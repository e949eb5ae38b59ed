//! Event bus errors

use thiserror::Error;

/// Errors that can occur in the event bus
#[derive(Error, Debug)]
pub enum BusError {
    #[error("Subscriber '{name}' failed: {reason}")]
    SubscriberFailed { name: String, reason: String },

    #[error("Receiver lagged behind, {0} events skipped")]
    Lagged(u64),

    #[error("Channel closed")]
    ChannelClosed,
}
//! Cinder CLI - Main entry point

use clap::{Parser, Subcommand};
use cinder_rpc::{commands, AppContext};
use std::path::PathBuf;

#[derive(Parser)]
#[command(name = "cinder")]
#[command(about = "Cinder - deflationary fungible-value ledger", long_about = None)]
struct Cli {
    /// Token name for this ledger instance
    #[arg(long, default_value = "Cinder Token")]
    name: String,

    /// Token symbol
    #[arg(long, default_value = "CIN")]
    symbol: String,

    /// Account credited with the genesis supply
    #[arg(long, default_value = "deployer")]
    deployer: String,

    #[command(subcommand)]
    command: Commands,
}

#[derive(Subcommand)]
enum Commands {
    /// Run a built-in demonstration scenario
    Demo,

    /// Execute a JSON script of ledger operations
    Run {
        /// Path to the script file (see demos/transfers.json)
        script: PathBuf,
    },

    /// Print token metadata and genesis parameters
    Info,
}

#[tokio::main]
async fn main() -> anyhow::Result<()> {
    // Initialize tracing
    tracing_subscriber::fmt::init();

    let cli = Cli::parse();
    let mut ctx = AppContext::new(&cli.name, &cli.symbol, &cli.deployer);

    match cli.command {
        Commands::Demo => {
            let printer = ctx.attach_printer();
            commands::demo(&mut ctx);
            // closing the ledger and bus lets the printer drain and stop
            drop(ctx);
            printer.await?;
        }

        Commands::Run { script } => {
            let printer = ctx.attach_printer();
            commands::run_script(&mut ctx, &script).await?;
            drop(ctx);
            printer.await?;
        }

        Commands::Info => {
            commands::info(&ctx);
        }
    }

    Ok(())
}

┄┄┄┄┄┄

What you will do
Restate the records, all of them, precisely as written.

Output below
repository e949eb5ae38b59ed
//! Event bus errors

use thiserror::Error;

/// Errors that can occur in the event bus
#[derive(Error, Debug)]
pub enum BusError {
    #[error("Subscriber '{name}' failed: {reason}")]
    SubscriberFailed { name: String, reason: String },

    #[error("Receiver lagged behind, {0} events skipped")]
    Lagged(u64),

    #[error("Channel closed")]
    ChannelClosed,
}
//! Cinder CLI - Main entry point

use clap::{Parser, Subcommand};
use cinder_rpc::{commands, AppContext};
use std::path::PathBuf;

#[derive(Parser)]
#[command(name = "cinder")]
#[command(about = "Cinder - deflationary fungible-value ledger", long_about = None)]
struct Cli {
    /// Token name for this ledger instance
    #[arg(long, default_value = "Cinder Token")]
    name: String,

    /// Token symbol
    #[arg(long, default_value = "CIN")]
    symbol: String,

    /// Account credited with the genesis supply
    #[arg(long, default_value = "deployer")]
    deployer: String,

    #[command(subcommand)]
    command: Commands,
}

#[derive(Subcommand)]
enum Commands {
    /// Run a built-in demonstration scenario
    Demo,

    /// Execute a JSON script of ledger operations
    Run {
        /// Path to the script file (see demos/transfers.json)
        script: PathBuf,
    },

    /// Print token metadata and genesis parameters
    Info,
}

#[tokio::main]
async fn main() -> anyhow::Result<()> {
    // Initialize tracing
    tracing_subscriber::fmt::init();

    let cli = Cli::parse();
    let mut ctx = AppContext::new(&cli.name, &cli.symbol, &cli.deployer);

    match cli.command {
        Commands::Demo => {
            let printer = ctx.attach_printer();
            commands::demo(&mut ctx);
            // closing the ledger and bus lets the printer drain and stop
            drop(ctx);
            printer.await?;
        }

        Commands::Run { script } => {
            let printer = ctx.attach_printer();
            commands::run_script(&mut ctx, &script).await?;
            drop(ctx);
            printer.await?;
        }

        Commands::Info => {
            commands::info(&ctx);
        }
    }

    Ok(())
}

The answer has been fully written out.